• [Records supplied]

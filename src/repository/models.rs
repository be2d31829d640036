use std::sync::Arc;

use crate::gtfs::models::{GtfsRoute, GtfsStop};

/// GTFS route_type code for trams.
pub const TRAM_ROUTE_TYPE: i32 = 0;

#[derive(Debug, Clone)]
pub struct Route {
    pub index: u32,
    pub id: Arc<str>,
    pub short_name: Arc<str>,
    pub long_name: Arc<str>,
    pub route_type: i32,
}

impl Route {
    pub fn is_tram(&self) -> bool {
        self.route_type == TRAM_ROUTE_TYPE
    }
}

impl From<GtfsRoute> for Route {
    fn from(value: GtfsRoute) -> Self {
        Self {
            index: 0,
            id: value.route_id.into(),
            short_name: value.route_short_name.into(),
            long_name: value.route_long_name.into(),
            route_type: value.route_type,
        }
    }
}

#[derive(Debug, Clone)]
pub struct Stop {
    pub index: u32,
    pub id: Arc<str>,
    pub name: Arc<str>,
    pub lat: Option<f64>,
    pub lon: Option<f64>,
}

impl From<GtfsStop> for Stop {
    fn from(value: GtfsStop) -> Self {
        Self {
            index: 0,
            id: value.stop_id.into(),
            name: value.stop_name.into(),
            lat: value.stop_lat,
            lon: value.stop_lon,
        }
    }
}
//! # Observability
//!
//! 可观测性模块：Tracing + Prometheus 指标。
//!
//! ## 功能
//!
//! - Tracing 初始化 (JSON/Pretty/Compact 格式)
//! - Prometheus 指标导出（可选）
//! - 路由、分发、死信队列、熔断器指标
//!
//! ## 使用示例
//!
//! ```ignore
//! use observability::{init_with_config, ObservabilityConfig, LogFormat};
//!
//! init_with_config(ObservabilityConfig {
//!     log_format: LogFormat::Compact,
//!     metrics_port: Some(9000),
//!     ..Default::default()
//! })?;
//!
//! observability::record_event_received();
//! ```

pub mod metrics;

use anyhow::{Context, Result};
use metrics_exporter_prometheus::PrometheusBuilder;
use serde::{Deserialize, Serialize};
use tracing_subscriber::{
    fmt, layer::SubscriberExt, util::SubscriberInitExt, EnvFilter, Layer, Registry,
};

// Re-exports
pub use crate::metrics::{
    record_breaker_state, record_dispatch, record_dlq_depth, record_dlq_dropped,
    record_dlq_evicted, record_event_received, record_event_rejected, record_rate_limited,
    RunningStats, StatsSummary,
};

/// 初始化可观测性（JSON 日志，不导出指标）
///
/// 网关通常嵌入到宿主进程，Prometheus 默认关闭。
pub fn init() -> Result<()> {
    init_with_config(ObservabilityConfig::default())
}

/// 可观测性配置
#[derive(Debug, Clone, Serialize, Deserialize)]
#[serde(default)]
pub struct ObservabilityConfig {
    /// 日志格式
    pub log_format: LogFormat,
    /// Prometheus 端口 (None = 禁用)
    pub metrics_port: Option<u16>,
    /// 默认日志级别，RUST_LOG 优先
    pub default_log_level: String,
}

impl Default for ObservabilityConfig {
    fn default() -> Self {
        Self {
            log_format: LogFormat::Json,
            metrics_port: None,
            default_log_level: "info".to_string(),
        }
    }
}

/// 日志格式
#[derive(Debug, Clone, Copy, Default, PartialEq, Eq, Serialize, Deserialize)]
#[serde(rename_all = "snake_case")]
pub enum LogFormat {
    /// JSON 结构化日志
    #[default]
    Json,
    /// 人类可读格式
    Pretty,
    /// 紧凑单行格式
    Compact,
}

type BoxedLayer = Box<dyn Layer<Registry> + Send + Sync>;

fn fmt_layer(format: LogFormat) -> BoxedLayer {
    match format {
        LogFormat::Json => fmt::layer()
            .json()
            .with_target(true)
            .with_thread_names(true)
            .with_file(true)
            .with_line_number(true)
            .boxed(),
        LogFormat::Pretty => fmt::layer().pretty().boxed(),
        LogFormat::Compact => fmt::layer().compact().boxed(),
    }
}

/// 使用自定义配置初始化
pub fn init_with_config(config: ObservabilityConfig) -> Result<()> {
    let filter = EnvFilter::try_from_default_env()
        .unwrap_or_else(|_| EnvFilter::new(&config.default_log_level));

    tracing_subscriber::registry()
        .with(fmt_layer(config.log_format))
        .with(filter)
        .try_init()
        .context("Failed to initialize tracing subscriber")?;

    if let Some(port) = config.metrics_port {
        install_exporter(port)?;
    }

    tracing::info!(
        log_format = ?config.log_format,
        metrics_port = ?config.metrics_port,
        "Observability initialized"
    );
    Ok(())
}

/// 测试用：紧凑格式输出到 test writer，重复调用安全
pub fn init_for_tests() {
    let filter = EnvFilter::try_from_default_env().unwrap_or_else(|_| EnvFilter::new("warn"));
    let _ = tracing_subscriber::registry()
        .with(fmt::layer().compact().with_test_writer())
        .with(filter)
        .try_init();
}

/// 仅初始化 Prometheus 指标（不初始化 Tracing）
///
/// 用于宿主进程已经安装了 tracing subscriber 的场景。
pub fn init_metrics_only(port: u16) -> Result<()> {
    install_exporter(port)
}

fn install_exporter(port: u16) -> Result<()> {
    PrometheusBuilder::new()
        .with_http_listener(([0, 0, 0, 0], port))
        .install()
        .with_context(|| format!("Failed to install Prometheus recorder on port {port}"))?;

    crate::metrics::describe_all();
    tracing::info!(port, "Prometheus metrics endpoint initialized");
    Ok(())
}

#[cfg(test)]
mod tests {
    use super::*;

    #[test]
    fn test_default_config() {
        let config = ObservabilityConfig::default();
        assert_eq!(config.metrics_port, None);
        assert_eq!(config.default_log_level, "info");
    }

    #[test]
    fn test_config_from_json() {
        let config: ObservabilityConfig =
            serde_json::from_str(r#"{"log_format":"compact","metrics_port":9102}"#).unwrap();
        assert_eq!(config.log_format, LogFormat::Compact);
        assert_eq!(config.metrics_port, Some(9102));
        assert_eq!(config.default_log_level, "info");
    }

    #[test]
    fn test_init_for_tests_is_idempotent() {
        init_for_tests();
        init_for_tests();
        tracing::debug!("still alive");
    }
}
//! Rule compilation and matching
//!
//! Routes are compiled once (pattern + parsed targets) when loaded. Matching
//! is inclusive: every enabled route whose pattern matches is returned, in
//! declaration order.

use std::collections::HashSet;
use std::sync::Arc;

use contracts::{DataPoint, Pattern, Route, TargetClass, TargetSpec};
use tracing::warn;

use crate::error::{Result, RouterError};

/// One parsed target, with the descriptor as declared
#[derive(Debug, Clone, PartialEq)]
pub struct CompiledTarget {
    pub raw: String,
    pub spec: TargetSpec,
}

/// Route ready for matching
#[derive(Debug, Clone, PartialEq)]
pub struct CompiledRoute {
    pub route: Route,
    pub pattern: Pattern,
    pub targets: Vec<CompiledTarget>,
}

impl CompiledRoute {
    /// Compile one route; `from` and `to` must be non-empty
    pub fn compile(route: Route) -> Result<Self> {
        if route.from.trim().is_empty() {
            return Err(RouterError::invalid_route(&route.id, "missing 'from'"));
        }
        if route.to.is_empty() {
            return Err(RouterError::invalid_route(&route.id, "missing 'to'"));
        }

        let targets: Vec<CompiledTarget> = route
            .to
            .iter()
            .filter(|raw| !raw.trim().is_empty())
            .map(|raw| CompiledTarget {
                raw: raw.trim().to_string(),
                spec: TargetSpec::parse(raw),
            })
            .collect();

        for target in targets.iter().filter(|t| t.spec.class() == TargetClass::Unknown) {
            // kept: dispatch dead-letters it as invalid_target
            warn!(route_id = %route.id, to = %target.raw, "route has an unknown target class");
        }

        Ok(Self {
            pattern: Pattern::parse(&route.from),
            route,
            targets,
        })
    }

    pub fn id(&self) -> &str {
        &self.route.id
    }

    pub fn matches(&self, event: &DataPoint) -> bool {
        self.route.enabled && self.pattern.matches(&event.source_id, &event.tag)
    }
}

/// Compile a rule set; blank ids get a positional id (`route_1`, ...)
///
/// Fails on the first incomplete rule or duplicate id.
pub fn compile_routes(routes: Vec<Route>) -> Result<Vec<Arc<CompiledRoute>>> {
    let mut seen = HashSet::new();
    let mut compiled = Vec::with_capacity(routes.len());

    for (index, mut route) in routes.into_iter().enumerate() {
        if route.id.trim().is_empty() {
            route.id = format!("route_{}", index + 1);
        }
        if !seen.insert(route.id.clone()) {
            return Err(RouterError::DuplicateRoute(route.id));
        }
        compiled.push(Arc::new(CompiledRoute::compile(route)?));
    }

    Ok(compiled)
}

/// Every enabled route matching `event`, in declaration order
pub fn match_routes(routes: &[Arc<CompiledRoute>], event: &DataPoint) -> Vec<Arc<CompiledRoute>> {
    routes
        .iter()
        .filter(|r| r.matches(event))
        .map(Arc::clone)
        .collect()
}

• [Exercise aim]
Work out how many lines in the data include "value". Answer with the number only.

• [Reply]
10